Herbert Brown didn’t think he’d ever walk again. So he gave up custody of his 10-year-old Chihuahua, Lady.
It all started one year ago, on a bitter cold wintry day.
“It was snowy, and it was during that time when we had the frigid weather where it was below zero,” recalled Angela Hatfield, director of the Belmont County Animal Shelter.
Herbert Brown was homeless, living in his van, and his feet became frostbitten. He had to go into a nursing care and rehabilitation facility.
The animal shelter got a call about his little dog.
“She was the cutest little thing in the world,” recalled Hatfield. “And very scared. I brought her to the shelter.”
Lady became the darling of the shelter. Meanwhile, Brown had a series of surgeries, in which doctors removed portions of his feet.
Early in the process, he didn’t think he’d ever walk well enough to be able to take care of his dog. But now, a year later, he has recovered.

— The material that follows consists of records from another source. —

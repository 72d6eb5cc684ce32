//! Connection registry and outbound send API.
//!
//! The registry is the single owner of client connection state:
//! - the read-set: every live connection, keyed by [`ConnectionId`]
//! - one [`OutboundQueue`](sockhub_core::OutboundQueue) per connection
//! - the write-set: connections with output waiting to be written
//!
//! `send`/`sendall` only queue. Bytes reach the socket in the write phase of
//! a later poll cycle.
//!
//! # Panic-Free Guarantees
//!
//! - No `.unwrap()`, `.expect()`, `panic!()`, `unreachable!()`, `todo!()`
//! - Unknown connections are reported through [`SendError`]

mod connection;

pub use connection::Connection;

use std::collections::{BTreeSet, HashMap};
use std::net::SocketAddr;

use bytes::Bytes;
use mio::net::TcpStream;
use thiserror::Error;
use tracing::debug;

use sockhub_core::{ConnectionId, ConnectionIdGenerator};

/// First raw id handed to a client; lower values are poll tokens owned by the
/// server itself.
pub(crate) const FIRST_CONNECTION_ID: usize = 1;

/// Live connections, their queues and the write-set.
///
/// This is also the context handed to event handlers, so everything public
/// here is what application code may do while an event is being dispatched.
#[derive(Debug)]
pub struct ConnectionRegistry {
    /// Read-set: all live connections
    connections: HashMap<ConnectionId, Connection>,

    /// Write-set: connections with pending output
    write_set: BTreeSet<ConnectionId>,

    /// Connections whose poll interest must be re-registered
    interest_changed: BTreeSet<ConnectionId>,

    ids: ConnectionIdGenerator,
}

impl ConnectionRegistry {
    /// Creates an empty registry.
    pub fn new() -> Self {
        Self {
            connections: HashMap::new(),
            write_set: BTreeSet::new(),
            interest_changed: BTreeSet::new(),
            ids: ConnectionIdGenerator::starting_at(FIRST_CONNECTION_ID),
        }
    }

    // ========================================================================
    // Send API
    // ========================================================================

    /// Queues `payload` for `connection` and puts it in the write-set.
    ///
    /// # Errors
    ///
    /// - `SendError::UnknownConnection` if the connection is not registered
    pub fn send(
        &mut self,
        connection: ConnectionId,
        payload: impl Into<Bytes>,
    ) -> Result<(), SendError> {
        let payload = payload.into();
        let conn = self
            .connections
            .get_mut(&connection)
            .ok_or(SendError::UnknownConnection(connection))?;

        debug!(connection = %connection, len = payload.len(), "Queued payload");
        conn.queue.push(payload);
        self.mark_writing(connection);
        Ok(())
    }

    /// Queues `payload` for every connection registered right now.
    ///
    /// Returns the number of connections the payload was queued for.
    pub fn sendall(&mut self, payload: impl Into<Bytes>) -> usize {
        let payload = payload.into();
        let ids: Vec<ConnectionId> = self.connections.keys().copied().collect();

        for id in &ids {
            if let Some(conn) = self.connections.get_mut(id) {
                conn.queue.push(payload.clone());
            }
            self.mark_writing(*id);
        }

        debug!(connections = ids.len(), len = payload.len(), "Queued payload for all");
        ids.len()
    }

    // ========================================================================
    // Queries
    // ========================================================================

    /// Returns true if `connection` is live.
    pub fn contains(&self, connection: ConnectionId) -> bool {
        self.connections.contains_key(&connection)
    }

    /// Remote address of a live connection.
    pub fn remote_addr(&self, connection: ConnectionId) -> Option<SocketAddr> {
        self.connections.get(&connection).map(Connection::remote_addr)
    }

    /// Number of payloads queued for `connection` (0 if unknown).
    pub fn pending(&self, connection: ConnectionId) -> usize {
        self.connections
            .get(&connection)
            .map_or(0, Connection::pending)
    }

    /// Returns true if `connection` is in the write-set.
    pub fn is_writing(&self, connection: ConnectionId) -> bool {
        self.write_set.contains(&connection)
    }

    /// Ids of all live connections, in ascending order.
    pub fn connection_ids(&self) -> Vec<ConnectionId> {
        let mut ids: Vec<ConnectionId> = self.connections.keys().copied().collect();
        ids.sort_unstable();
        ids
    }

    /// Ids in the write-set, in ascending order.
    pub fn writing_ids(&self) -> Vec<ConnectionId> {
        self.write_set.iter().copied().collect()
    }

    /// Number of live connections.
    pub fn len(&self) -> usize {
        self.connections.len()
    }

    /// Returns true if there are no live connections.
    pub fn is_empty(&self) -> bool {
        self.connections.is_empty()
    }

    // ========================================================================
    // Server-side bookkeeping
    // ========================================================================

    /// Hands out the id the next accepted connection will get.
    pub(crate) fn next_id(&mut self) -> ConnectionId {
        self.ids.next_id()
    }

    /// Adds an accepted connection to the read-set with an empty queue.
    pub(crate) fn insert(&mut self, id: ConnectionId, stream: TcpStream, remote_addr: SocketAddr) {
        self.connections
            .insert(id, Connection::new(stream, remote_addr));
    }

    pub(crate) fn get_mut(&mut self, connection: ConnectionId) -> Option<&mut Connection> {
        self.connections.get_mut(&connection)
    }

    /// Removes a connection from the read-set, discards its queue and removes
    /// it from the write-set. Returns `None` if it was already gone.
    pub(crate) fn remove(&mut self, connection: ConnectionId) -> Option<Connection> {
        let mut conn = self.connections.remove(&connection)?;
        conn.queue.clear();
        self.write_set.remove(&connection);
        self.interest_changed.remove(&connection);
        Some(conn)
    }

    /// Drops `connection` from the write-set.
    pub(crate) fn stop_writing(&mut self, connection: ConnectionId) {
        if self.write_set.remove(&connection) {
            self.interest_changed.insert(connection);
        }
    }

    /// Connections the poll reported (or left) readable.
    pub(crate) fn readable_ids(&self) -> Vec<ConnectionId> {
        let mut ids: Vec<ConnectionId> = self
            .connections
            .iter()
            .filter(|(_, conn)| conn.readable)
            .map(|(id, _)| *id)
            .collect();
        ids.sort_unstable();
        ids
    }

    /// Write-set members currently believed writable.
    pub(crate) fn writable_ids(&self) -> Vec<ConnectionId> {
        self.write_set
            .iter()
            .filter(|id| self.connections.get(*id).is_some_and(|c| c.writable))
            .copied()
            .collect()
    }

    /// Returns true if some connection can make progress without a new
    /// readiness notification.
    pub(crate) fn has_ready(&self) -> bool {
        self.connections
            .iter()
            .any(|(id, c)| c.readable || (c.writable && self.write_set.contains(id)))
    }

    /// Takes the set of connections whose poll interest is stale.
    pub(crate) fn take_interest_changes(&mut self) -> Vec<ConnectionId> {
        std::mem::take(&mut self.interest_changed)
            .into_iter()
            .collect()
    }

    /// Removes every connection, returning them for teardown.
    pub(crate) fn drain(&mut self) -> Vec<(ConnectionId, Connection)> {
        self.write_set.clear();
        self.interest_changed.clear();
        let mut all: Vec<(ConnectionId, Connection)> = self.connections.drain().collect();
        all.sort_unstable_by_key(|(id, _)| *id);
        all
    }

    fn mark_writing(&mut self, connection: ConnectionId) {
        if self.write_set.insert(connection) {
            self.interest_changed.insert(connection);
            // Try the write next cycle instead of waiting for an edge that
            // may already have fired.
            if let Some(conn) = self.connections.get_mut(&connection) {
                conn.writable = true;
            }
        }
    }
}

impl Default for ConnectionRegistry {
    fn default() -> Self {
        Self::new()
    }
}

/// Errors returned by the send API.
#[derive(Debug, Error, Clone, PartialEq, Eq)]
pub enum SendError {
    #[error("Unknown connection: {0}")]
    UnknownConnection(ConnectionId),
}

He has an apartment, and he came back to the shelter for Lady.
She started staring intently at the door, as soon as Brown’s van pulled into the parking lot.
She ran to the door to meet him, wildly wagging her tail.
“Yeah, we’re going to go home,” he assured her.
Lady has acquired a lot of belongings in her year at the shelter–toys, sweaters, treats, medicines, halters and leashes.
Hatfield gave Brown a quick refresher on Lady’s medicine.
“This is her cough tab,” she noted. “She takes these as needed. They’re already cut in half for you. She’s pretty smart about it, so you have to hide them in peanut butter!”
Lady also learned to “sing” while at the shelter. She surprised Brown with an impromptu concert, howling loudly to the accompaniment of a squeaky toy.
Brown said the one thing he wouldn’t need to take home was a dog crate.
“You know where she’ll be sleeping? Right in bed with me!” he said. “And she always takes up more than her half of the bed!”
Shelter workers flocked to the parking lot to say their farewells to Lady.
“It’s because we love the animals,” said Hatfield. “We love to see them well taken care of. And we also love to see them reunited with their owners. This is a great day at the shelter for Lady.”